Margaret: I mean, you stake, I believe because you’re in straw bales. So your plants are up in the air.
Margaret: And so is that another tactic for sort of good garden hygiene, having them up in the air, not sprawling?
Craig: Well what staking does is it allows better air circulation, better sun exposure, and really less hiding places for critters, things like slugs and rats and squirrels to get under those plants. And also if the diseases are in the ground, you have no contact of the leaves with the ground to aid in the transference of those disease spores onto the plants.

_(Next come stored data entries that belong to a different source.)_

//! Router

use axum::{
    routing::{delete, get, post},
    Router,
};
use tower_http::{
    cors::{Any, CorsLayer},
    trace::TraceLayer,
};

use crate::handlers::{
    append_message, chat_handler, check_alerts, check_credentials, create_alert, create_thread,
    delete_alert, delete_thread, get_settings, health_check, list_alerts, list_messages,
    list_provider_models, list_threads, react_to_message, update_settings,
};
use crate::state::AppState;

pub fn router(state: AppState) -> Router {
    let cors = CorsLayer::new()
        .allow_origin(Any)
        .allow_methods(Any)
        .allow_headers(Any);

    Router::new()
        .route("/health", get(health_check))
        // Threads & messages
        .route("/api/threads", get(list_threads).post(create_thread))
        .route("/api/threads/{id}", delete(delete_thread))
        .route("/api/threads/{id}/messages", get(list_messages).post(append_message))
        .route("/api/messages/{id}/reactions", post(react_to_message))
        // Settings
        .route("/api/settings", get(get_settings).post(update_settings))
        .route("/api/settings/test", post(check_credentials))
        .route("/api/settings/models", get(list_provider_models))
        // Chat pipeline
        .route("/api/chat", post(chat_handler))
        // Alerts
        .route("/api/alerts", get(list_alerts).post(create_alert))
        .route("/api/alerts/check", post(check_alerts))
        .route("/api/alerts/{id}", delete(delete_alert))
        .layer(cors)
        .layer(TraceLayer::new_for_http())
        .with_state(state)
}

#[cfg(test)]
mod tests {
    use std::sync::Arc;

    use assistant_core::{
        AiService, AiServiceFactory, AssistantError, ChatStore, Completion, CompletionOptions,
        MemoryStore, Message, ModelInfo, Result, Role, SettingsUpdate, UserSettings,
    };
    use async_trait::async_trait;
    use axum::{
        body::{to_bytes, Body},
        http::{Request, StatusCode},
    };
    use market_alerts::{AlertManager, ChatChannel, Indicators, MockMarketData, Notifier};
    use serde_json::{json, Value};
    use tower::ServiceExt;

    use super::*;

    /// Repeats the last message back
    struct EchoAi {
        healthy: bool,
    }

    #[async_trait]
    impl AiService for EchoAi {
        fn name(&self) -> &str {
            "Echo"
        }

        fn model(&self) -> &str {
            "echo-1"
        }

        async fn moderate_content(&self, text: &str) -> Result<bool> {
            Ok(text.contains("forbidden"))
        }

        async fn create_chat_completion(
            &self,
            messages: &[Message],
            _options: &CompletionOptions,
        ) -> Result<Completion> {
            let last = messages.last().cloned().unwrap_or_else(|| Message::user(""));
            let seen = if last.image.is_some() { " (with image)" } else { "" };
            Ok(Completion {
                role: Role::Assistant,
                content: format!("You said: {}{seen}", last.content),
                model: "echo-1".into(),
                usage: None,
            })
        }

        async fn list_models(&self) -> Result<Vec<ModelInfo>> {
            Ok(vec![ModelInfo {
                id: "echo-1".into(),
                name: "echo-1".into(),
                created: None,
                owned_by: None,
            }])
        }

        fn update_config(&mut self, _settings: &SettingsUpdate) {}

        async fn health_check(&self) -> Result<bool> {
            Ok(self.healthy)
        }
    }

    /// Requires an OpenAI key in the user's settings, like the real factory.
    /// The key `sk-revoked` builds but fails its health check.
    struct EchoFactory;

    impl AiServiceFactory for EchoFactory {
        fn build(&self, settings: &UserSettings) -> Result<Box<dyn AiService>> {
            let Some(key) = settings.openai_api_key.as_deref() else {
                return Err(AssistantError::ProviderConfig("OpenAI API key not found".into()));
            };
            Ok(Box::new(EchoAi {
                healthy: key != "sk-revoked",
            }))
        }
    }

    fn app() -> (Router, Arc<MemoryStore>) {
        let store = Arc::new(MemoryStore::new());
        let market = MockMarketData::new().with_indicators(Indicators::new(
            "BTC",
            "46000".parse().unwrap(),
            "55".parse().unwrap(),
            "45800".parse().unwrap(),
        ));
        let notifier = Notifier::new().with_channel(Arc::new(ChatChannel::new(store.clone())));
        let alerts = Arc::new(AlertManager::new(store.clone(), Arc::new(market), notifier));
        let state = AppState::new(store.clone(), "memory", Arc::new(EchoFactory), alerts);
        (router(state), store)
    }

    async fn send(
        app: &Router,
        method: &str,
        uri: &str,
        body: Option<Value>,
    ) -> (StatusCode, Value) {
        let builder = Request::builder()
            .method(method)
            .uri(uri)
            .header("x-user-id", "u1")
            .header("content-type", "application/json");
        let body = body.map_or_else(Body::empty, |b| Body::from(b.to_string()));

        let response = app.clone().oneshot(builder.body(body).unwrap()).await.unwrap();
        let status = response.status();
        let bytes = to_bytes(response.into_body(), usize::MAX).await.unwrap();
        let value = if bytes.is_empty() {
            Value::Null
        } else {
            serde_json::from_slice(&bytes).unwrap()
        };
        (status, value)
    }

    async fn enable_ai(app: &Router) {
        let key = json!({"openaiApiKey": "sk-test-1234"});
        let (status, _) = send(app, "POST", "/api/settings", Some(key)).await;
        assert_eq!(status, StatusCode::OK);
    }

    #[tokio::test]
    async fn test_health_is_public() {
        let (app, _) = app();
        let response = app
            .oneshot(Request::builder().uri("/health").body(Body::empty()).unwrap())
            .await
            .unwrap();
        assert_eq!(response.status(), StatusCode::OK);

        let bytes = to_bytes(response.into_body(), usize::MAX).await.unwrap();
        let body: Value = serde_json::from_slice(&bytes).unwrap();
        assert_eq!(body["store"], "memory");
        assert_eq!(body["alert_channels"], json!(["chat"]));
    }

    #[tokio::test]
    async fn test_missing_identity_is_unauthorized() {
        let (app, _) = app();
        let response = app
            .oneshot(Request::builder().uri("/api/threads").body(Body::empty()).unwrap())
            .await
            .unwrap();
        assert_eq!(response.status(), StatusCode::UNAUTHORIZED);

        let bytes = to_bytes(response.into_body(), usize::MAX).await.unwrap();
        let body: Value = serde_json::from_slice(&bytes).unwrap();
        assert_eq!(body["code"], "UNAUTHORIZED");
    }

    #[tokio::test]
    async fn test_thread_lifecycle() {
        let (app, _) = app();

        let (status, thread) = send(
            &app,
            "POST",
            "/api/threads",
            Some(json!({"message": "What do you think about Ethereum staking yields?"})),
        )
        .await;
        assert_eq!(status, StatusCode::CREATED);
        assert_eq!(thread["title"], "What do you think about Ethere...");

        let (_, threads) = send(&app, "GET", "/api/threads", None).await;
        assert_eq!(threads.as_array().unwrap().len(), 1);

        let id = thread["id"].as_str().unwrap();
        let (status, _) = send(&app, "DELETE", &format!("/api/threads/{id}"), None).await;
        assert_eq!(status, StatusCode::NO_CONTENT);

        let (status, body) = send(&app, "DELETE", &format!("/api/threads/{id}"), None).await;
        assert_eq!(status, StatusCode::NOT_FOUND);
        assert_eq!(body["code"], "NOT_FOUND");
    }

    #[tokio::test]
    async fn test_append_message_validates_role() {
        let (app, _) = app();
        let (_, thread) = send(&app, "POST", "/api/threads", Some(json!({}))).await;
        assert_eq!(thread["title"], "New Conversation");
        let uri = format!("/api/threads/{}/messages", thread["id"].as_str().unwrap());

        let robot = json!({"role": "robot", "content": "hi"});
        let (status, _) = send(&app, "POST", &uri, Some(robot)).await;
        assert_eq!(status, StatusCode::BAD_REQUEST);

        let (status, stored) = send(
            &app,
            "POST",
            &uri,
            Some(json!({"role": "system", "content": "Be brief.", "category": "advice"})),
        )
        .await;
        assert_eq!(status, StatusCode::CREATED);
        assert_eq!(stored["category"], "advice");

        let (_, messages) = send(&app, "GET", &uri, None).await;
        assert_eq!(messages.as_array().unwrap().len(), 1);
    }

    #[tokio::test]
    async fn test_settings_are_masked_and_unknown_keys_rejected() {
        let (app, _) = app();
        enable_ai(&app).await;

        let (status, settings) = send(&app, "GET", "/api/settings", None).await;
        assert_eq!(status, StatusCode::OK);
        assert_eq!(settings["openaiApiKey"], "****1234");

        let unknown = json!({"walletSeed": "abc"});
        let (status, body) = send(&app, "POST", "/api/settings", Some(unknown)).await;
        assert_eq!(status, StatusCode::BAD_REQUEST);
        assert_eq!(body["code"], "VALIDATION_ERROR");
    }

    #[tokio::test]
    async fn test_chat_without_credentials_is_provider_config_error() {
        let (app, store) = app();
        let chat = json!({"message": "Hello"});
        let (status, body) = send(&app, "POST", "/api/chat", Some(chat)).await;

        assert_eq!(status, StatusCode::BAD_REQUEST);
        assert_eq!(body["code"], "PROVIDER_CONFIG");
        assert!(store.list_threads("u1").await.unwrap().is_empty());
    }

    #[tokio::test]
    async fn test_chat_creates_thread_and_stores_reply() {
        let (app, store) = app();
        enable_ai(&app).await;

        let chat = json!({"message": "Is BTC overbought?"});
        let (status, body) = send(&app, "POST", "/api/chat", Some(chat)).await;
        assert_eq!(status, StatusCode::OK);
        assert_eq!(body["message"]["content"], "You said: Is BTC overbought?");
        assert_eq!(body["message"]["role"], "assistant");

        let thread_id = body["thread_id"].as_str().unwrap().parse().unwrap();
        assert_eq!(store.list_messages(thread_id).await.unwrap().len(), 2);
    }

    #[tokio::test]
    async fn test_chat_image_is_stored_and_forwarded() {
        let (app, store) = app();
        enable_ai(&app).await;

        let chat = json!({
            "message": "What pattern is this?",
            "image": "data:image/png;base64,iVBORw0KGgo="
        });
        let (status, body) = send(&app, "POST", "/api/chat", Some(chat)).await;
        assert_eq!(status, StatusCode::OK);
        assert_eq!(body["message"]["content"], "You said: What pattern is this? (with image)");

        let thread_id = body["thread_id"].as_str().unwrap().parse().unwrap();
        let stored = store.list_messages(thread_id).await.unwrap();
        assert_eq!(stored[0].image.as_deref(), Some("data:image/png;base64,iVBORw0KGgo="));
    }

    #[tokio::test]
    async fn test_connection_test_uses_candidate_without_saving() {
        let (app, _) = app();

        let (status, body) = send(&app, "POST", "/api/settings/test", Some(json!({}))).await;
        assert_eq!(status, StatusCode::BAD_REQUEST);
        assert_eq!(body["code"], "PROVIDER_CONFIG");

        let candidate = json!({"openaiApiKey": "sk-candidate"});
        let (status, body) = send(&app, "POST", "/api/settings/test", Some(candidate)).await;
        assert_eq!(status, StatusCode::OK);
        assert_eq!(body["success"], true);
        assert_eq!(body["provider"], "Echo");

        let revoked = json!({"openaiApiKey": "sk-revoked"});
        let (_, body) = send(&app, "POST", "/api/settings/test", Some(revoked)).await;
        assert_eq!(body["success"], false);

        let (_, settings) = send(&app, "GET", "/api/settings", None).await;
        assert_eq!(settings["openaiApiKey"], Value::Null);
    }

    #[tokio::test]
    async fn test_model_listing_requires_credentials() {
        let (app, _) = app();

        let (status, _) = send(&app, "GET", "/api/settings/models", None).await;
        assert_eq!(status, StatusCode::BAD_REQUEST);

        enable_ai(&app).await;
        let (status, body) = send(&app, "GET", "/api/settings/models", None).await;
        assert_eq!(status, StatusCode::OK);
        assert_eq!(body["provider"], "Echo");
        assert_eq!(body["models"][0]["id"], "echo-1");
    }

    #[tokio::test]
    async fn test_flagged_chat_is_unprocessable() {
        let (app, _) = app();
        enable_ai(&app).await;

        let (status, body) =
            send(&app, "POST", "/api/chat", Some(json!({"message": "something forbidden"}))).await;
        assert_eq!(status, StatusCode::UNPROCESSABLE_ENTITY);
        assert_eq!(body["code"], "CONTENT_REJECTED");
    }

    #[tokio::test]
    async fn test_reaction_toggles() {
        let (app, _) = app();
        enable_ai(&app).await;
        let (_, body) = send(&app, "POST", "/api/chat", Some(json!({"message": "Hi"}))).await;
        let message_id = body["message"]["id"].as_str().unwrap();
        let uri = format!("/api/messages/{message_id}/reactions");

        let (status, on) = send(&app, "POST", &uri, Some(json!({"emoji": "👍"}))).await;
        assert_eq!(status, StatusCode::OK);
        assert_eq!(on["reactions"].as_array().unwrap().len(), 1);

        let (_, off) = send(&app, "POST", &uri, Some(json!({"emoji": "👍"}))).await;
        assert!(off["reactions"].as_array().unwrap().is_empty());

        let missing = format!("/api/messages/{}/reactions", uuid::Uuid::new_v4());
        let (status, _) = send(&app, "POST", &missing, Some(json!({"emoji": "👍"}))).await;
        assert_eq!(status, StatusCode::NOT_FOUND);
    }

    #[tokio::test]
    async fn test_alert_rule_crud_and_manual_check() {
        let (app, _) = app();

        let (status, rule) = send(
            &app,
            "POST",
            "/api/alerts",
            Some(json!({
                "coin": "btc",
                "condition": "price_above_once",
                "threshold": "45000",
                "channels": ["chat"]
            })),
        )
        .await;
        assert_eq!(status, StatusCode::CREATED);
        assert_eq!(rule["coin"], "BTC");

        let (status, summary) = send(&app, "POST", "/api/alerts/check", None).await;
        assert_eq!(status, StatusCode::OK);
        assert_eq!(summary["triggered"], 1);
        assert_eq!(summary["deactivated"], 1);

        let (_, threads) = send(&app, "GET", "/api/threads", None).await;
        assert_eq!(threads[0]["title"], "Price Alerts");

        let uri = format!("/api/alerts/{}", rule["id"].as_str().unwrap());
        let (status, _) = send(&app, "DELETE", &uri, None).await;
        assert_eq!(status, StatusCode::NO_CONTENT);

        let (_, rules) = send(&app, "GET", "/api/alerts", None).await;
        assert!(rules.as_array().unwrap().is_empty());
    }

    #[tokio::test]
    async fn test_invalid_condition_is_rejected() {
        let (app, _) = app();
        let (status, _) = send(
            &app,
            "POST",
            "/api/alerts",
            Some(json!({
                "coin": "BTC",
                "condition": "moon",
                "threshold": "1",
                "channels": ["chat"]
            })),
        )
        .await;
        assert_eq!(status, StatusCode::BAD_REQUEST);
    }
}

The problem, of course, with staking, as the plants get tall, they’re indeterminate types. And one big windy thunderstorm will start the Leaning Tower of Pisa going on in your garden, right? I’ve actually had two plants go down. And as much as we’ve talked about these diseases, out of my, maybe 25 plants in straw bales, I’ve removed half a dozen. So there are still plenty that are doing really well. So I’m now starting to think about, did the roots of the plants go through the straw bales into the soil, and could it have picked up some disease that was harbored in the lawn from me gardening the last two years? This is where you have to put on your Sherlock Holmes cap.
And I do think about some of these diseases are absorbed into the seed coat, and even though you do fermentation, you dry your seeds nicely, you could have spores of things like Fusarium or early blight [below; photo by Craig] and Septoria sitting in the seed coats. And so they get into the plant and once the conditions become right, which is heat and humidity, it can trigger them. So I’ve got a lot… When I say I’ve got a lot of things to figure out, and you know me well, enough, Margaret. I’ve been doing this 40 years and every year I still feel like, my gosh, I don’t know anything about this. I have so much more I need to learn. And then I like to share it with everyone, because it’s no good to have knowledge unless you share it with your friends and other gardeners so we can all succeed together.
Margaret: Yeah. Well that was what you and Joe have been doing on the Epic Tomatoes course that people subscribe to that started at the beginning of the season and so forth.
Craig: Yeah. Well you bring up Joe. He and I have a combined 80 years of gardening experience. Joe will kill me if I say that, but it’s true, because he’s only 39. How can that be?
Margaret: Yeah, exactly.
Craig: But I was just at his garden. We did a blind tomato tasting there [the varieties, below; photo by Craig]. Was that fun?
Margaret: I saw that on Instagram, too. That was so fun.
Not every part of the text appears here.